◆ DATASET RECORDS
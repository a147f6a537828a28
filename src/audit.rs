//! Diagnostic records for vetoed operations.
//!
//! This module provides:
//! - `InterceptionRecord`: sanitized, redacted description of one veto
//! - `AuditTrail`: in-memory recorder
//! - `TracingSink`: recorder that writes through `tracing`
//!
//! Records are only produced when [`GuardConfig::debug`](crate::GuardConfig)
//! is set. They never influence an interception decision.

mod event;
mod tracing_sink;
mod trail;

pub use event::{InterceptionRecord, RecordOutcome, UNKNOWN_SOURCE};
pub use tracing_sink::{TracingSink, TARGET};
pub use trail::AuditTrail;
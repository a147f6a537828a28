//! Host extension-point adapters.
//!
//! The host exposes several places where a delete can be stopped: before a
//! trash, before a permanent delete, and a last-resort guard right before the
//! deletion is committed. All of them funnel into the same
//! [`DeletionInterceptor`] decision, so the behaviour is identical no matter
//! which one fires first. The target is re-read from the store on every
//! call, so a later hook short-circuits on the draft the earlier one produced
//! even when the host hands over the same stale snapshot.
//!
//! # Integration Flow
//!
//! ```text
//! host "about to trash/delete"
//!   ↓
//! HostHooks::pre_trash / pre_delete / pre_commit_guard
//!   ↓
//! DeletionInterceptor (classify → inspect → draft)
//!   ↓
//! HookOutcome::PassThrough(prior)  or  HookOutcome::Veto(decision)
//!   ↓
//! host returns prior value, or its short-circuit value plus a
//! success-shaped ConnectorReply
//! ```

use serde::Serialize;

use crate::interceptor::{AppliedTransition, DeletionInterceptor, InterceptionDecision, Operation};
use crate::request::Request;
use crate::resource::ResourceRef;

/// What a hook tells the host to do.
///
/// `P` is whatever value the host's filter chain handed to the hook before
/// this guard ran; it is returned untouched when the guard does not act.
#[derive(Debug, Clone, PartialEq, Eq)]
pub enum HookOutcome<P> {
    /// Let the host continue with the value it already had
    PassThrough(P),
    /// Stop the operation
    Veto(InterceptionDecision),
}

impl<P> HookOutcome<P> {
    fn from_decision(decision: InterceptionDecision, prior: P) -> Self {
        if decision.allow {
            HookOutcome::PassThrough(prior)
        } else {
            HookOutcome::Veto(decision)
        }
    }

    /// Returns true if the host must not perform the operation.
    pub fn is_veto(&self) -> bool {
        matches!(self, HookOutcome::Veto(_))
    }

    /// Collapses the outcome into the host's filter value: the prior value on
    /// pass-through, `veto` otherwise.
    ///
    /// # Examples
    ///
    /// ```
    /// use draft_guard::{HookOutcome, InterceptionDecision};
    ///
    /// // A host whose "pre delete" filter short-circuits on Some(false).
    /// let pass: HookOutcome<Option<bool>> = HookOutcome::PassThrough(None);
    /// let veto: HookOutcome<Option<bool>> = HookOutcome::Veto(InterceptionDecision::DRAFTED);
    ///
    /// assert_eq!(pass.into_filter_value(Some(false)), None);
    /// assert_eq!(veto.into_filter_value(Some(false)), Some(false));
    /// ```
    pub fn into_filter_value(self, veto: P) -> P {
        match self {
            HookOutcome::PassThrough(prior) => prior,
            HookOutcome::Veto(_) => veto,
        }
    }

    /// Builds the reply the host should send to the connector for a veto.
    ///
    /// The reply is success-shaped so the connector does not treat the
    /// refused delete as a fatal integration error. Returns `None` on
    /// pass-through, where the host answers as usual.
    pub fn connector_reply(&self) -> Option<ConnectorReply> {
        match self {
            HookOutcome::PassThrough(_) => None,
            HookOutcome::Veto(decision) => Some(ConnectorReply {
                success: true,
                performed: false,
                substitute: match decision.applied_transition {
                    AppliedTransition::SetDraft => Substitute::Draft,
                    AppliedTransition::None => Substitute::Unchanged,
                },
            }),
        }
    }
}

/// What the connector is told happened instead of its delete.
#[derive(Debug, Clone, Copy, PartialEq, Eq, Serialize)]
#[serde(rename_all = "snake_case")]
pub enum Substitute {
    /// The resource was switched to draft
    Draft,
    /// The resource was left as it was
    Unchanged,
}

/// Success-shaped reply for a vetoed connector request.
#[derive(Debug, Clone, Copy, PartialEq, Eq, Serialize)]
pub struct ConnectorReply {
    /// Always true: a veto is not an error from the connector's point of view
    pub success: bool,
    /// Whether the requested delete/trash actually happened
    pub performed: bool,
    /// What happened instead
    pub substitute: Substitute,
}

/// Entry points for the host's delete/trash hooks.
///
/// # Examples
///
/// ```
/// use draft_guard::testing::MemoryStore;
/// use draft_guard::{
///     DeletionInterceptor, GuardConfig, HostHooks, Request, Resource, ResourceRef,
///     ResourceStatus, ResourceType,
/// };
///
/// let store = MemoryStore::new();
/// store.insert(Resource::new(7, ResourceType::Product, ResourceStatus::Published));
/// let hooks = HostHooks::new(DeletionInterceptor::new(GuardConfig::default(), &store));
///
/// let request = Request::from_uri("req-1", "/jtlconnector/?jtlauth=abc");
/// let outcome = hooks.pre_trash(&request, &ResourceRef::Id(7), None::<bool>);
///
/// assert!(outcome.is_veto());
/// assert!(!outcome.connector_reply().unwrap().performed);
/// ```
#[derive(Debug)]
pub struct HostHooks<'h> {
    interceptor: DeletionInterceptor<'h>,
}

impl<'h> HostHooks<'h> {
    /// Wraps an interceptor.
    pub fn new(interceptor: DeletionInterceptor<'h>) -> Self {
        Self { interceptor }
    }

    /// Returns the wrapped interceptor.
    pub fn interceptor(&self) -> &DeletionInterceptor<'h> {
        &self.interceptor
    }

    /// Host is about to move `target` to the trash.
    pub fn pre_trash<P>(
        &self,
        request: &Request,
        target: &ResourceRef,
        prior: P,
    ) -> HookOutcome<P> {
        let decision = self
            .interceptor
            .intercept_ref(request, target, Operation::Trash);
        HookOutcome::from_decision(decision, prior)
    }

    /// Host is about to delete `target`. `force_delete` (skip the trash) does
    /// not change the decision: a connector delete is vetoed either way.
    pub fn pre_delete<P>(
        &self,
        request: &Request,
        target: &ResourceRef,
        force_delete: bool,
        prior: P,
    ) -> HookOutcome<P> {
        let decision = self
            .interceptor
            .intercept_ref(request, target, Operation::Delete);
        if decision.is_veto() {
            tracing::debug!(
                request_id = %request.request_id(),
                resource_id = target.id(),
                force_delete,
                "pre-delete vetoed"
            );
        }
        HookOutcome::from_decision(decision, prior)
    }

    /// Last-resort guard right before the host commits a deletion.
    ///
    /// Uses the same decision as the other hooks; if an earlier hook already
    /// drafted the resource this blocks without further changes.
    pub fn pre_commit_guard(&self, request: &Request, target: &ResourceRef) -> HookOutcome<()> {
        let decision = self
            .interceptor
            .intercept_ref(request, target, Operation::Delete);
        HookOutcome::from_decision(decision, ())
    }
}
---
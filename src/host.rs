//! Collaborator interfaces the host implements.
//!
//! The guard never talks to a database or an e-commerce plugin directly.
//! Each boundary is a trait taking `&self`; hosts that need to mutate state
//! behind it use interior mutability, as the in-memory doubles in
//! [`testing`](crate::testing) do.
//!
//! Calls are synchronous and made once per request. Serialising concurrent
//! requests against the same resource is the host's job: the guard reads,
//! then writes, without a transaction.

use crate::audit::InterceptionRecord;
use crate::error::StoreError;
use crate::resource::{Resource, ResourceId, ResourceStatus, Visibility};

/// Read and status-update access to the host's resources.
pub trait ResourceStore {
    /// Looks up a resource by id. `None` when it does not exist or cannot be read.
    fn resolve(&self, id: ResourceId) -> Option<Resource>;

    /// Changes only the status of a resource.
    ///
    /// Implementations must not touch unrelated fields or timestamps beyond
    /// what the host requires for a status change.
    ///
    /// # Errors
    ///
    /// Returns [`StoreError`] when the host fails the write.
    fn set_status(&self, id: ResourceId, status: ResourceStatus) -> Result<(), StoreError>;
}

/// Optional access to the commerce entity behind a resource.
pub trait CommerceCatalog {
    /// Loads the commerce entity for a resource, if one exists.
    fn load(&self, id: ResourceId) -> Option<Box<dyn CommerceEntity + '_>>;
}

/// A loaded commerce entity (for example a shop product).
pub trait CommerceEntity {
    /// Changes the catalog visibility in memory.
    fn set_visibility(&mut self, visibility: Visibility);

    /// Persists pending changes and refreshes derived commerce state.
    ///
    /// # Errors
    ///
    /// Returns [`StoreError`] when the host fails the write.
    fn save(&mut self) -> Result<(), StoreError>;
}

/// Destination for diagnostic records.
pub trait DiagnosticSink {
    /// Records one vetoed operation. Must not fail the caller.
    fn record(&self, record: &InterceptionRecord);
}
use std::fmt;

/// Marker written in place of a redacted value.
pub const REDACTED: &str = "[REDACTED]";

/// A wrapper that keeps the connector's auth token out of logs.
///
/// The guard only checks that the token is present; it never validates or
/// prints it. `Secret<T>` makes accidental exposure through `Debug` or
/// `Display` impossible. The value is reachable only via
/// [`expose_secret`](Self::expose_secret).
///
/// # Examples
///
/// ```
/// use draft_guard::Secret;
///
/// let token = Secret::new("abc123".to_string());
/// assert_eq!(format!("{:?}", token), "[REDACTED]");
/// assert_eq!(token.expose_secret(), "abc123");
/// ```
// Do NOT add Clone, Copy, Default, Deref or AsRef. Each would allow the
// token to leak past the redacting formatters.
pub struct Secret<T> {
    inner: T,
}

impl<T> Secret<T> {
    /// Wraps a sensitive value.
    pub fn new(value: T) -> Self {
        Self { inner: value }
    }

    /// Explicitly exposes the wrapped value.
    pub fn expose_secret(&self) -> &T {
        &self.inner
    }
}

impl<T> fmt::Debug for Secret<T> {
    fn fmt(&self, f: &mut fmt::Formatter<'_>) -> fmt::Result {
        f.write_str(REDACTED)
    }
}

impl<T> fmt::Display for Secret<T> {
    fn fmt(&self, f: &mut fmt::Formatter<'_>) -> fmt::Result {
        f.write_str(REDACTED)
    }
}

◆ WORK INSTRUCTION
Respond with a number only, the count of lines in the entries where the string "performed" occurs.

◆ SOLUTION
3